### [EXERCISE DIRECTIONS]
After locating the line containing "assert_eq!(enabled, 1);", restate that line and each one after it exactly, through the last line of the material.

── RECORDS SUPPLIED

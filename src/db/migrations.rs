//! Schema setup for the pool ledger database.

use sqlx::sqlite::{SqliteConnection, SqlitePool, SqlitePoolOptions};
use std::path::Path;
use tracing::info;

const SCHEMA_SQL: &str = include_str!("schema.sql");

/// Tables the engine expects to exist after [`init_db`].
pub const LEDGER_TABLES: [&str; 6] = [
    "global_config",
    "pools",
    "deposits",
    "winners",
    "refunds",
    "events",
];

/// Open (or create) the SQLite ledger at `db_path` and apply the schema.
pub async fn init_db(db_path: &str) -> Result<SqlitePool, sqlx::Error> {
    if let Some(parent) = Path::new(db_path).parent() {
        if !parent.as_os_str().is_empty() {
            std::fs::create_dir_all(parent).ok();
        }
    }

    let pool = SqlitePoolOptions::new()
        .max_connections(5)
        .after_connect(|conn, _meta| Box::pin(async move { configure_pragmas_conn(conn).await }))
        .connect(&format!("sqlite:{}?mode=rwc", db_path))
        .await?;

    apply_schema(&pool).await?;

    info!(path = %db_path, "pool ledger ready");
    Ok(pool)
}

/// Apply every statement of the schema. All statements are idempotent.
async fn apply_schema(pool: &SqlitePool) -> Result<(), sqlx::Error> {
    let mut applied = 0usize;
    for statement in SCHEMA_SQL.split(';') {
        let trimmed = statement.trim();
        if !trimmed.is_empty() {
            sqlx::query(trimmed).execute(pool).await?;
            applied += 1;
        }
    }

    info!(statements = applied, "schema applied");
    Ok(())
}

async fn configure_pragmas_conn(conn: &mut SqliteConnection) -> Result<(), sqlx::Error> {
    sqlx::query("PRAGMA foreign_keys = ON")
        .execute(&mut *conn)
        .await?;

    // journal_mode returns the mode actually set
    sqlx::query("PRAGMA journal_mode = WAL")
        .fetch_one(&mut *conn)
        .await?;

    sqlx::query("PRAGMA busy_timeout = 5000")
        .execute(&mut *conn)
        .await?;
    sqlx::query("PRAGMA synchronous = FULL")
        .execute(&mut *conn)
        .await?;

    Ok(())
}

#[cfg(test)]
mod tests {
    use super::*;
    use tempfile::TempDir;

    async fn fresh_db() -> (SqlitePool, TempDir) {
        let temp_dir = TempDir::new().unwrap();
        let db_path = temp_dir
            .path()
            .join("ledger.db")
            .to_string_lossy()
            .to_string();
        let pool = init_db(&db_path).await.expect("init_db failed");
        (pool, temp_dir)
    }

    #[tokio::test]
    async fn test_schema_creates_ledger_tables() {
        let (pool, _temp) = fresh_db().await;

        for table in LEDGER_TABLES {
            let found: Option<(String,)> = sqlx::query_as(
                "SELECT name FROM sqlite_master WHERE type='table' AND name = ?",
            )
            .bind(table)
            .fetch_optional(&pool)
            .await
            .expect("query failed");
            assert!(found.is_some(), "missing table {}", table);
        }
    }

    #[tokio::test]
    async fn test_schema_is_idempotent() {
        let (pool, _temp) = fresh_db().await;
        apply_schema(&pool).await.expect("second apply failed");
    }

    #[tokio::test]
    async fn test_pool_cannot_be_both_finalized_and_cancelled() {
        let (pool, _temp) = fresh_db().await;

        let result = sqlx::query(
            "INSERT INTO pools (id, creator, token, created_at, deadline, finalized, cancelled)
             VALUES (1, '0x1', '0x2', 0, 3600, 1, 1)",
        )
        .execute(&pool)
        .await;
        assert!(result.is_err());
    }

    #[tokio::test]
    async fn test_foreign_keys_enforced() {
        let (pool, _temp) = fresh_db().await;

        let (enabled,): (i64,) = sqlx::query_as("PRAGMA foreign_keys")
            .fetch_one(&pool)
            .await
            .expect("query failed");
        assert_eq!(enabled, 1);

        let orphan = sqlx::query(
            "INSERT INTO deposits (pool_id, depositor, seq, amount) VALUES (99, '0x1', 0, '5')",
        )
        .execute(&pool)
        .await;
        assert!(orphan.is_err());
    }
}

────

### [TASK RESPONSE]
        assert_eq!(enabled, 1);

        let orphan = sqlx::query(
            "INSERT INTO deposits (pool_id, depositor, seq, amount) VALUES (99, '0x1', 0, '5')",
        )
        .execute(&pool)
        .await;
        assert!(orphan.is_err());
    }
}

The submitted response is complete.